The damage assessment for Israel is multifaceted. Close ties with the United States have generated essential diplomatic, security, and economic dividends for the small country. Uncle Sam’s broad shoulders have enabled Israel to stand firm against bullies in its hostile neighborhood. If the United States were to start telling Israel “we’re really not that into you anymore,” that dynamic could shift and cause dangerous repercussions for Israel’s standing and success in the world.

The Democratic caucus is up in arms. A group of House members is exploring avenues—including a statement of no confidence—to communicate a “deep lack of confidence and trust” in Ambassador Dermer. “It is completely unclear that he represents his government,” a senior congressional source told McClatchy, “given he has made promises that he has not kept and wasn’t clear if he ever had any chance of keeping.” Censuring Israel’s top envoy in the United States would constitute a powerful message and raise concerns about the potential for escalation that could close the United States’ doors to Israeli representatives in the future. 
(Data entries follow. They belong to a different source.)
//! The plugin protocol.
//!
//! A plugin subscribes to AST variants and observes (or reworks) each unit
//! as it is broadcast. Delivery happens per unit, phases in order
//! PreProcess to Rework to Validate; within a phase, plugins fire in
//! registration order, and within a plugin in subscription declaration
//! order.

pub mod auto_refine;
pub(crate) mod emitter;
pub mod prefixer;
pub mod tree_builder;

pub use auto_refine::AutoRefine;
pub use prefixer::Prefixer;
pub use tree_builder::TreeBuilder;

use std::any::Any;
use std::collections::VecDeque;

use crate::ast::UnitKind;
use crate::broadcast::propagate;
use crate::error::{Error, ErrorManager, ParseError};
use crate::refine::{Refinery, RefinerStrategy};
use crate::tree::{NodeId, Slot, SyntaxTree};

use emitter::{Engine, PendingBus};

/// The delivery phase of a subscription.
#[derive(Debug, Clone, Copy, PartialEq, Eq, PartialOrd, Ord, Hash)]
pub enum Phase {
    /// Structural observation before any transformation.
    PreProcess,
    /// Transformation; may replace or extend the tree.
    Rework,
    /// Read-only checking; may report errors.
    Validate,
}

/// Gates a subscription on the refinement state of the carrier unit.
#[derive(Debug, Clone, Copy, PartialEq, Eq, Hash)]
pub enum Requirement {
    /// Fires on the raw unit.
    Automatic,
    /// Fires on selectors only once refined.
    RefinedSelector,
    /// Fires on declarations only once refined.
    RefinedDeclaration,
    /// Fires on at-rules only once refined.
    RefinedAtRule,
}

/// One subscription declaration: variant × phase × requirement.
#[derive(Debug, Clone, Copy)]
pub struct Subscription {
    pub kind: UnitKind,
    pub phase: Phase,
    pub requirement: Requirement,
}

/// The subscription declarations of one plugin, in declaration order.
#[derive(Debug, Default)]
pub struct Subscriptions {
    pub(crate) entries: Vec<Subscription>,
}

impl Subscriptions {
    /// Declares a subscription.
    pub fn add(&mut self, kind: UnitKind, phase: Phase, requirement: Requirement) -> &mut Self {
        self.entries.push(Subscription { kind, phase, requirement });
        self
    }

    /// Declares a PreProcess subscription on the raw unit.
    pub fn pre_process(&mut self, kind: UnitKind) -> &mut Self {
        self.add(kind, Phase::PreProcess, Requirement::Automatic)
    }

    /// Declares a Rework subscription on the raw unit.
    pub fn rework(&mut self, kind: UnitKind) -> &mut Self {
        self.add(kind, Phase::Rework, Requirement::Automatic)
    }

    /// Declares a Rework subscription gated on refinement.
    pub fn rework_when(&mut self, kind: UnitKind, requirement: Requirement) -> &mut Self {
        self.add(kind, Phase::Rework, requirement)
    }

    /// Declares a Validate subscription on the raw unit.
    pub fn validate(&mut self, kind: UnitKind) -> &mut Self {
        self.add(kind, Phase::Validate, Requirement::Automatic)
    }

    /// Declares a Validate subscription gated on refinement.
    pub fn validate_when(&mut self, kind: UnitKind, requirement: Requirement) -> &mut Self {
        self.add(kind, Phase::Validate, requirement)
    }
}

/// Object-safe downcasting support, blanket-implemented for every plugin.
pub trait AsAny: Any {
    fn as_any(&self) -> &dyn Any;
    fn as_any_mut(&mut self) -> &mut dyn Any;
}

impl<T: Any> AsAny for T {
    fn as_any(&self) -> &dyn Any {
        self
    }

    fn as_any_mut(&mut self) -> &mut dyn Any {
        self
    }
}

/// An observer/transformer of the broadcast stream.
///
/// All methods have empty defaults; a plugin implements the ones it needs
/// and declares matching [`Subscriptions`].
pub trait Plugin: AsAny {
    /// Called once at registration. Dependencies required here are
    /// instantiated and registered before this plugin, deduplicated by
    /// type; refiner strategies registered here join the refinement
    /// registry in order.
    fn register(&mut self, registrar: &mut Registrar<'_>) {
        let _ = registrar;
    }

    /// Declares this plugin's subscriptions.
    fn subscriptions(&self, subscriptions: &mut Subscriptions) {
        let _ = subscriptions;
    }

    /// Called once per document, before parsing begins.
    fn before_pre_process(&mut self, cx: &mut PluginContext<'_>) {
        let _ = cx;
    }

    /// Called once per document, after parsing completes.
    fn after_pre_process(&mut self, cx: &mut PluginContext<'_>) {
        let _ = cx;
    }

    /// Receives a unit matching a PreProcess subscription.
    fn pre_process(&mut self, unit: NodeId, cx: &mut PluginContext<'_>) {
        let _ = (unit, cx);
    }

    /// Receives a unit matching a Rework subscription.
    fn rework(&mut self, unit: NodeId, cx: &mut PluginContext<'_>) {
        let _ = (unit, cx);
    }

    /// Receives a unit matching a Validate subscription.
    fn validate(&mut self, unit: NodeId, cx: &mut PluginContext<'_>) {
        let _ = (unit, cx);
    }
}

/// Enables recognition of unquoted proprietary IE filter values
/// (`filter: progid:...`) by registering the
/// [`crate::refine::UnquotedIeFilter`] strategy.
#[derive(Debug, Default)]
pub struct IeFilters;

impl Plugin for IeFilters {
    fn register(&mut self, registrar: &mut Registrar<'_>) {
        registrar.refiner(crate::refine::UnquotedIeFilter);
    }
}

/// Handed to [`Plugin::register`] for dependency and strategy registration.
pub struct Registrar<'a> {
    pub(crate) engine: &'a mut Engine,
}

impl Registrar<'_> {
    /// Requires a dependency plugin, constructing it with `Default` if no
    /// plugin of that type is registered yet.
    pub fn require<P: Plugin + Default + 'static>(&mut self) {
        self.require_with(P::default);
    }

    /// Requires a dependency plugin, constructing it with the factory if no
    /// plugin of that type is registered yet.
    pub fn require_with<P: Plugin + 'static>(&mut self, factory: impl FnOnce() -> P) {
        if !self.engine.has::<P>() {
            self.engine.add_boxed(Box::new(factory()));
        }
    }

    /// Registers a refiner strategy.
    pub fn refiner(&mut self, strategy: impl RefinerStrategy + 'static) {
        self.engine.refinery.register(Box::new(strategy));
    }
}

/// The window a plugin gets into the engine during delivery and hooks.
///
/// Mutations that attach new units re-broadcast them, so downstream
/// subscribers observe every replacement with a fresh
/// Unbroadcasted to Broadcasted transition.
pub struct PluginContext<'a> {
    pub(crate) tree: &'a mut SyntaxTree,
    pub(crate) refinery: &'a Refinery,
    pub(crate) errors: &'a mut dyn ErrorManager,
    pub(crate) pending: &'a mut VecDeque<NodeId>,
    pub(crate) fatal: &'a mut Option<Error>,
}

impl PluginContext<'_> {
    /// The document tree.
    pub fn tree(&self) -> &SyntaxTree {
        self.tree
    }

    /// Mutable access to the document tree. Prefer the structured mutation
    /// methods, which take care of re-broadcasting.
    pub fn tree_mut(&mut self) -> &mut SyntaxTree {
        self.tree
    }

    /// Queues a unit (and its unbroadcasted sub-units) for delivery after
    /// the current unit finishes its subscriber chain.
    pub fn broadcast(&mut self, unit: NodeId) {
        let PluginContext { tree, pending, .. } = self;
        let mut bus = PendingBus::new(pending);
        propagate(tree, &mut bus, unit);
    }

    /// Refines a refinable unit through the registry. Returns false if a
    /// refinement error was reported; the unit then stays raw.
    pub fn refine(&mut self, unit: NodeId) -> bool {
        let kind = self.tree.kind(unit);
        let result = {
            let PluginContext { tree, refinery, pending, .. } = self;
            let mut bus = PendingBus::new(pending);
            match kind {
                UnitKind::Selector => refinery.refine_selector(tree, unit, &mut bus),
                UnitKind::Declaration => refinery.refine_declaration(tree, unit, &mut bus),
                UnitKind::AtRule => refinery.refine_at_rule(tree, unit, &mut bus),
                _ => Ok(()),
            }
        };
        match result {
            Ok(()) => true,
            Err(error) => {
                self.report(error);
                false
            }
        }
    }

    /// Reports an error through the error manager.
    pub fn report(&mut self, error: ParseError) {
        if self.fatal.is_some() {
            return;
        }
        if let Err(fatal) = self.errors.report(error) {
            *self.fatal = Some(fatal);
        }
    }

    /// Appends a unit to a collection and re-broadcasts it.
    pub fn append(&mut self, owner: NodeId, slot: Slot, child: NodeId) {
        self.tree.append(owner, slot, child);
        self.broadcast(child);
    }

    /// Inserts a unit before a sibling and re-broadcasts it.
    pub fn insert_before(&mut self, anchor: NodeId, child: NodeId) {
        self.tree.insert_before(anchor, child);
        self.broadcast(child);
    }

    /// Inserts a unit after a sibling and re-broadcasts it.
    pub fn insert_after(&mut self, anchor: NodeId, child: NodeId) {
        self.tree.insert_after(anchor, child);
        self.broadcast(child);
    }

    /// Detaches a unit from its parent collection.
    pub fn detach(&mut self, unit: NodeId) {
        self.tree.detach(unit);
    }

    /// Replaces a declaration's value and re-broadcasts the replacement.
    pub fn set_declaration_value(&mut self, declaration: NodeId, value: NodeId) {
        self.tree.set_declaration_value(declaration, value);
        self.broadcast(value);
    }
}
Other ideas to bring Israel to heel are also floating around. Before Israel’s reversal, presidential hopeful Sen. Bernie Sanders, an independent who caucuses with the Democrats, told a town hall meeting that “the United States government gives a whole lot of money to Israel, and I think we can leverage that money to end some of the racism that we have recently seen in Israel.” Once Tlaib and Omar were grounded, a statement from Pressley called on the United States to “reevaluate our relationships with any country who seeks to ban Americans,” and Ocasio-Cortez hinted at instigating a congressional boycott on visits to Israel. 

Israel is now—thanks to Trump’s pugnacious intervention in its decision-making process—in the hot seat with an expanded circle of elected U.S. officials who may be inclined to put Netanyahu on notice.
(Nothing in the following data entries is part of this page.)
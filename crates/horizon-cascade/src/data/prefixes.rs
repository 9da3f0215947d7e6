//! Vendor prefix requirement tables.
//!
//! Each entry records the last version of a browser that required a vendor
//! prefix for a name; absence means the browser never required one. The
//! tables are a hand-curated subset of caniuse data covering the names the
//! built-in prefixer handles.

use super::Browser;

type Entry = (&'static str, Browser, f64);

const PROPERTIES: &[Entry] = &[
    ("border-radius", Browser::Chrome, 4.0),
    ("border-radius", Browser::Safari, 4.0),
    ("border-radius", Browser::Firefox, 3.6),
    ("border-radius", Browser::Android, 2.1),
    ("border-radius", Browser::IosSafari, 3.2),
    ("box-shadow", Browser::Chrome, 9.0),
    ("box-shadow", Browser::Safari, 5.0),
    ("box-shadow", Browser::Firefox, 3.6),
    ("box-shadow", Browser::Android, 3.0),
    ("box-shadow", Browser::IosSafari, 4.3),
    ("animation", Browser::Chrome, 42.0),
    ("animation", Browser::Safari, 8.0),
    ("animation", Browser::Firefox, 15.0),
    ("animation", Browser::Android, 44.0),
    ("animation", Browser::IosSafari, 8.4),
    ("animation", Browser::Opera, 29.0),
    ("transition", Browser::Chrome, 25.0),
    ("transition", Browser::Safari, 6.0),
    ("transition", Browser::Firefox, 15.0),
    ("transition", Browser::Android, 4.3),
    ("transition", Browser::IosSafari, 6.1),
    ("transition", Browser::Opera, 12.0),
    ("transform", Browser::Chrome, 35.0),
    ("transform", Browser::Safari, 8.0),
    ("transform", Browser::Firefox, 15.0),
    ("transform", Browser::Ie, 9.0),
    ("transform", Browser::Android, 44.0),
    ("transform", Browser::IosSafari, 8.4),
    ("transform", Browser::Opera, 22.0),
    ("flex-wrap", Browser::Chrome, 28.0),
    ("flex-wrap", Browser::Safari, 8.0),
    ("flex-wrap", Browser::IosSafari, 8.4),
    ("user-select", Browser::Chrome, 46.0),
    ("user-select", Browser::Safari, 9.0),
    ("user-select", Browser::Firefox, 42.0),
    ("user-select", Browser::Ie, 11.0),
    ("user-select", Browser::Edge, 12.0),
];

const FUNCTIONS: &[Entry] = &[
    ("calc", Browser::Chrome, 25.0),
    ("calc", Browser::Safari, 6.0),
    ("calc", Browser::Firefox, 15.0),
    ("calc", Browser::IosSafari, 6.1),
    ("linear-gradient", Browser::Chrome, 25.0),
    ("linear-gradient", Browser::Safari, 6.0),
    ("linear-gradient", Browser::Firefox, 15.0),
    ("linear-gradient", Browser::Android, 4.3),
    ("linear-gradient", Browser::IosSafari, 6.1),
    ("linear-gradient", Browser::Opera, 12.0),
];

const AT_RULES: &[Entry] = &[
    ("keyframes", Browser::Chrome, 42.0),
    ("keyframes", Browser::Safari, 8.0),
    ("keyframes", Browser::Firefox, 15.0),
    ("keyframes", Browser::Android, 44.0),
    ("keyframes", Browser::IosSafari, 8.4),
    ("keyframes", Browser::Opera, 29.0),
];

const SELECTORS: &[Entry] = &[
    ("selection", Browser::Firefox, 61.0),
    ("placeholder", Browser::Chrome, 56.0),
    ("placeholder", Browser::Safari, 10.0),
    ("placeholder", Browser::Firefox, 50.0),
    ("placeholder", Browser::Ie, 11.0),
    ("placeholder", Browser::Edge, 12.0),
    ("fullscreen", Browser::Chrome, 14.0),
    ("fullscreen", Browser::Safari, 5.1),
    ("fullscreen", Browser::Firefox, 46.0),
    ("fullscreen", Browser::Ie, 11.0),
];

fn lookup(table: &[Entry], name: &str, browser: Browser) -> Option<f64> {
    table
        .iter()
        .find(|(n, b, _)| *b == browser && n.eq_ignore_ascii_case(name))
        .map(|(_, _, version)| *version)
}

fn known(table: &[Entry], name: &str) -> bool {
    table.iter().any(|(n, _, _)| n.eq_ignore_ascii_case(name))
}

/// Whether prefix data exists for the given property name.
pub fn is_prefixable_property(name: &str) -> bool {
    known(PROPERTIES, name)
}

/// Whether prefix data exists for the given function name.
pub fn is_prefixable_function(name: &str) -> bool {
    known(FUNCTIONS, name)
}

/// Whether prefix data exists for the given at-rule name.
pub fn is_prefixable_at_rule(name: &str) -> bool {
    known(AT_RULES, name)
}

/// Whether prefix data exists for the given selector name.
pub fn is_prefixable_selector(name: &str) -> bool {
    known(SELECTORS, name)
}

/// Last version of `browser` requiring a prefix for the property, or `None`
/// if the browser never required one.
pub fn last_version_property_prefixed(name: &str, browser: Browser) -> Option<f64> {
    lookup(PROPERTIES, name, browser)
}

/// Last version of `browser` requiring a prefix for the function name.
pub fn last_version_function_prefixed(name: &str, browser: Browser) -> Option<f64> {
    lookup(FUNCTIONS, name, browser)
}

/// Last version of `browser` requiring a prefix for the at-rule name.
pub fn last_version_at_rule_prefixed(name: &str, browser: Browser) -> Option<f64> {
    lookup(AT_RULES, name, browser)
}

/// Last version of `browser` requiring a prefix for the selector name.
pub fn last_version_selector_prefixed(name: &str, browser: Browser) -> Option<f64> {
    lookup(SELECTORS, name, browser)
}
/// Renames every matching function within a declaration's refined value.
fn rename_functions(tree: &mut SyntaxTree, declaration: NodeId, from: &str, to: &str) {
    let Some(value) = tree.declaration_value(declaration) else { return };
    if !matches!(tree.data(value), NodeData::PropertyValue(_)) {
        return;
    }
    for member in tree.child_ids(value, Slot::Members) {
        if let NodeData::FunctionValue { name, .. } = tree.data_mut(member) {
            if name.eq_ignore_ascii_case(from) {
                *name = to.to_string();
            }
        }
    }
}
The prime minister faces an unenviable predicament. After betting his whole hand on Trump, Netanyahu finds himself unable now to wiggle free of the President’s suffocating bearhug. When Trump dared Netanyahu, the beneficiary of presidential largess, to cross him—even at the cost of harm to Israel’s long-term welfare—in a showdown over Tlaib and Omar, Netanyahu folded swiftly. It is likely a sign of things to come. With the 2020 campaign heating up, Trump will almost certainly demand that Netanyahu continue to repay his debt of loyalty in currency that will make Israel a divisive political issue and jeopardize fragile bipartisan support for the Jewish state.
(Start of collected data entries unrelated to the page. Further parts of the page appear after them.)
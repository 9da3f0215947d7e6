//! Line and column tracking cursor over CSS source text.
//!
//! The cursor is deliberately low-level: it never skips whitespace or
//! comments on its own, because whitespace is significant between selector
//! parts (the descendant combinator). Callers decide when to consume it.

use crate::error::{ErrorKind, ParseError};

/// A saved cursor position, restorable with [`Source::restore`].
#[derive(Debug, Clone, Copy, PartialEq, Eq)]
pub struct Snapshot {
    index: usize,
    line: i32,
    column: i32,
}

/// A character cursor over CSS source content.
///
/// Positions are 1-based. A newline increments the line and resets the
/// column; every other character advances the column by one.
#[derive(Debug)]
pub struct Source {
    chars: Vec<char>,
    index: usize,
    line: i32,
    column: i32,
}

fn is_ident_start(c: char) -> bool {
    c.is_ascii_alphabetic() || c == '_' || c == '-' || c == '\\'
}

fn is_ident_char(c: char) -> bool {
    is_ident_start(c) || c.is_ascii_digit()
}

impl Source {
    /// Creates a cursor over the given content, starting at line 1, column 1.
    pub fn new(content: &str) -> Self {
        Self::anchored(content, 1, 1)
    }

    /// Creates a cursor over a fragment that originally appeared at the
    /// given position, so units parsed out of it report document positions.
    pub fn anchored(content: &str, line: i32, column: i32) -> Self {
        Self { chars: content.chars().collect(), index: 0, line, column }
    }

    /// Current character index into the content.
    pub fn index(&self) -> usize {
        self.index
    }

    /// Current 1-based line.
    pub fn line(&self) -> i32 {
        self.line
    }

    /// Current 1-based column.
    pub fn column(&self) -> i32 {
        self.column
    }

    /// True once every character has been consumed.
    pub fn eof(&self) -> bool {
        self.index >= self.chars.len()
    }

    /// The character under the cursor, if any.
    pub fn current(&self) -> Option<char> {
        self.chars.get(self.index).copied()
    }

    /// The character `offset` positions ahead of the cursor.
    pub fn peek_at(&self, offset: usize) -> Option<char> {
        self.chars.get(self.index + offset).copied()
    }

    /// Consumes and returns the character under the cursor.
    pub fn next(&mut self) -> Option<char> {
        let c = self.current()?;
        self.index += 1;
        if c == '\n' {
            self.line += 1;
            self.column = 1;
        } else {
            self.column += 1;
        }
        Some(c)
    }

    /// Consumes the given character if it is under the cursor. The cursor
    /// does not move on a mismatch.
    pub fn optionally(&mut self, c: char) -> bool {
        if self.current() == Some(c) {
            self.next();
            true
        } else {
            false
        }
    }

    /// Consumes the given literal, ASCII case-insensitively, if it is fully
    /// present at the cursor. The cursor does not move on a mismatch.
    pub fn optionally_ignore_case(&mut self, literal: &str) -> bool {
        let snapshot = self.snapshot();
        for expected in literal.chars() {
            match self.next() {
                Some(c) if c.eq_ignore_ascii_case(&expected) => {}
                _ => {
                    self.restore(snapshot);
                    return false;
                }
            }
        }
        true
    }

    /// Consumes the given character or fails with a positional error.
    pub fn expect(&mut self, c: char, kind: ErrorKind) -> Result<(), ParseError> {
        if self.optionally(c) {
            Ok(())
        } else {
            Err(self.error(kind))
        }
    }

    /// Consumes characters while the predicate holds, returning them.
    pub fn chomp(&mut self, predicate: impl Fn(char) -> bool) -> String {
        let mut out = String::new();
        while let Some(c) = self.current() {
            if !predicate(c) {
                break;
            }
            out.push(c);
            self.next();
        }
        out
    }

    /// Consumes whitespace.
    pub fn skip_whitespace(&mut self) {
        while matches!(self.current(), Some(c) if c.is_whitespace()) {
            self.next();
        }
    }

    /// Reads a CSS identifier, or returns `None` without moving the cursor.
    ///
    /// The first character must be a letter, `_`, `-` or `\`; subsequent
    /// characters additionally allow digits. A lone `-` not followed by
    /// another identifier character is not an identifier.
    pub fn read_ident(&mut self) -> Option<String> {
        let first = self.current()?;
        if !is_ident_start(first) {
            return None;
        }
        if first == '-' && !matches!(self.peek_at(1), Some(c) if is_ident_char(c)) {
            return None;
        }
        Some(self.chomp(is_ident_char))
    }

    /// Reads a quoted string, returning the quote character and the content
    /// between the quotes. Backslash escapes are kept verbatim and are
    /// opaque to this layer. Returns `None` without moving the cursor if no
    /// quote is present; fails with [`ErrorKind::UnclosedString`] if the
    /// string never terminates.
    pub fn read_string(&mut self) -> Result<Option<(char, String)>, ParseError> {
        let quote = match self.current() {
            Some(q @ ('"' | '\'')) => q,
            _ => return Ok(None),
        };
        let open = self.error(ErrorKind::UnclosedString);
        self.next();

        let mut content = String::new();
        loop {
            match self.next() {
                Some('\\') => {
                    content.push('\\');
                    if let Some(escaped) = self.next() {
                        content.push(escaped);
                    }
                }
                Some(c) if c == quote => return Ok(Some((quote, content))),
                Some(c) => content.push(c),
                None => return Err(open),
            }
        }
    }

    /// Reads a numeric value (optional sign, digits, optional fraction),
    /// returning its verbatim text, or `None` without moving the cursor.
    pub fn read_number(&mut self) -> Option<String> {
        let snapshot = self.snapshot();
        let mut text = String::new();

        if let Some(sign @ ('+' | '-')) = self.current() {
            text.push(sign);
            self.next();
        }

        let integral = self.chomp(|c| c.is_ascii_digit());
        text.push_str(&integral);

        if self.current() == Some('.') && matches!(self.peek_at(1), Some(c) if c.is_ascii_digit()) {
            self.next();
            text.push('.');
            text.push_str(&self.chomp(|c| c.is_ascii_digit()));
        } else if integral.is_empty() {
            self.restore(snapshot);
            return None;
        }

        Some(text)
    }

    /// Consumes a run of whitespace and `/* ... */` comments, pushing each
    /// comment body (delimiters stripped) into the buffer. An unterminated
    /// comment at end of input is consumed silently; comments never produce
    /// errors.
    pub fn collect_comments(&mut self, buffer: &mut Vec<String>) {
        loop {
            self.skip_whitespace();
            if self.current() == Some('/') && self.peek_at(1) == Some('*') {
                self.next();
                self.next();
                let mut body = String::new();
                loop {
                    if self.eof() {
                        break;
                    }
                    if self.current() == Some('*') && self.peek_at(1) == Some('/') {
                        self.next();
                        self.next();
                        break;
                    }
                    body.push(self.next().unwrap());
                }
                buffer.push(body);
            } else {
                return;
            }
        }
    }

    /// Saves the exact cursor position.
    pub fn snapshot(&self) -> Snapshot {
        Snapshot { index: self.index, line: self.line, column: self.column }
    }

    /// Restores a position previously saved with [`Source::snapshot`].
    pub fn restore(&mut self, snapshot: Snapshot) {
        self.index = snapshot.index;
        self.line = snapshot.line;
        self.column = snapshot.column;
    }

    /// Creates a positional error of the given kind at the cursor.
    pub fn error(&self, kind: ErrorKind) -> ParseError {
        ParseError::new(kind, self.line, self.column)
    }
}

#[cfg(test)]
mod tests {
    use super::*;

    #[test]
    fn tracks_lines_and_columns() {
        let mut src = Source::new("ab\ncd");
        assert_eq!((src.line(), src.column()), (1, 1));
        src.next();
        assert_eq!((src.line(), src.column()), (1, 2));
        src.next();
        src.next();
        assert_eq!((src.line(), src.column()), (2, 1));
        src.next();
        assert_eq!((src.line(), src.column()), (2, 2));
    }

    #[test]
    fn optionally_does_not_move_on_mismatch() {
        let mut src = Source::new("abc");
        assert!(!src.optionally('x'));
        assert_eq!(src.index(), 0);
        assert!(src.optionally('a'));
        assert_eq!(src.index(), 1);
    }

    #[test]
    fn snapshot_restores_exactly() {
        let mut src = Source::new("a\nbc");
        src.next();
        src.next();
        let snapshot = src.snapshot();
        src.next();
        src.next();
        src.restore(snapshot);
        assert_eq!(src.index(), 2);
        assert_eq!((src.line(), src.column()), (2, 1));
    }

    #[test]
    fn reads_identifiers() {
        let mut src = Source::new("border-radius:");
        assert_eq!(src.read_ident().as_deref(), Some("border-radius"));
        assert_eq!(src.current(), Some(':'));
    }

    #[test]
    fn reads_hyphen_led_identifiers() {
        let mut src = Source::new("-moz-calc(");
        assert_eq!(src.read_ident().as_deref(), Some("-moz-calc"));
    }

    #[test]
    fn rejects_non_identifiers_without_advancing() {
        let mut src = Source::new("123abc");
        assert_eq!(src.read_ident(), None);
        assert_eq!(src.index(), 0);

        let mut src = Source::new("- x");
        assert_eq!(src.read_ident(), None);
        assert_eq!(src.index(), 0);
    }

    #[test]
    fn reads_strings_with_opaque_escapes() {
        let mut src = Source::new(r#""a\"b" rest"#);
        let (quote, content) = src.read_string().unwrap().unwrap();
        assert_eq!(quote, '"');
        assert_eq!(content, r#"a\"b"#);
        assert_eq!(src.current(), Some(' '));
    }

    #[test]
    fn unclosed_string_is_an_error() {
        let mut src = Source::new("'abc");
        let err = src.read_string().unwrap_err();
        assert_eq!(err.kind, ErrorKind::UnclosedString);
        assert_eq!((err.line, err.column), (1, 1));
    }

    #[test]
    fn reads_numbers() {
        let mut src = Source::new("10.5em");
        assert_eq!(src.read_number().as_deref(), Some("10.5"));
        assert_eq!(src.current(), Some('e'));

        let mut src = Source::new("-3px");
        assert_eq!(src.read_number().as_deref(), Some("-3"));

        let mut src = Source::new(".5");
        assert_eq!(src.read_number(), None);
        assert_eq!(src.index(), 0);
    }

    #[test]
    fn collects_comments_and_whitespace() {
        let mut buffer = Vec::new();
        let mut src = Source::new("  /* one */\n/*two*/ .class");
        src.collect_comments(&mut buffer);
        assert_eq!(buffer, vec![" one ".to_string(), "two".to_string()]);
        assert_eq!(src.current(), Some('.'));
    }

    #[test]
    fn unterminated_comment_is_tolerated() {
        let mut buffer = Vec::new();
        let mut src = Source::new("/* dangling");
        src.collect_comments(&mut buffer);
        assert!(src.eof());
        assert_eq!(buffer, vec![" dangling".to_string()]);
    }

    #[test]
    fn anchored_positions_offset_into_the_document() {
        let mut src = Source::anchored("abc", 4, 10);
        src.next();
        assert_eq!((src.line(), src.column()), (4, 11));
    }

    #[test]
    fn case_insensitive_literal_match() {
        let mut src = Source::new("IMPORTANT;");
        assert!(src.optionally_ignore_case("important"));
        assert_eq!(src.current(), Some(';'));

        let mut src = Source::new("imp");
        assert!(!src.optionally_ignore_case("important"));
        assert_eq!(src.index(), 0);
    }
}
The vicissitudes of political life will soon determine what happens next, as both Israelis and the Americans prepare to go to the ballot box. If both Netanyahu (on September 17) and Trump (just over a year later) win reelection, current trends will likely endure surely for as long as they remain in office. But nothing is forever. 

If Netanyahu loses or is driven from power for other reasons, his successor will be able ostensibly to cultivate a healthier and less sycophantic rapport with the White House. What Israelis should fear most is the combination of a Netanyahu victory and a Trump defeat—at the polls or otherwise—at which point deteriorating U.S.-Israeli relations might introduce them to the thorny downside of the poisonous symbiosis between Netanyahu and Trump. 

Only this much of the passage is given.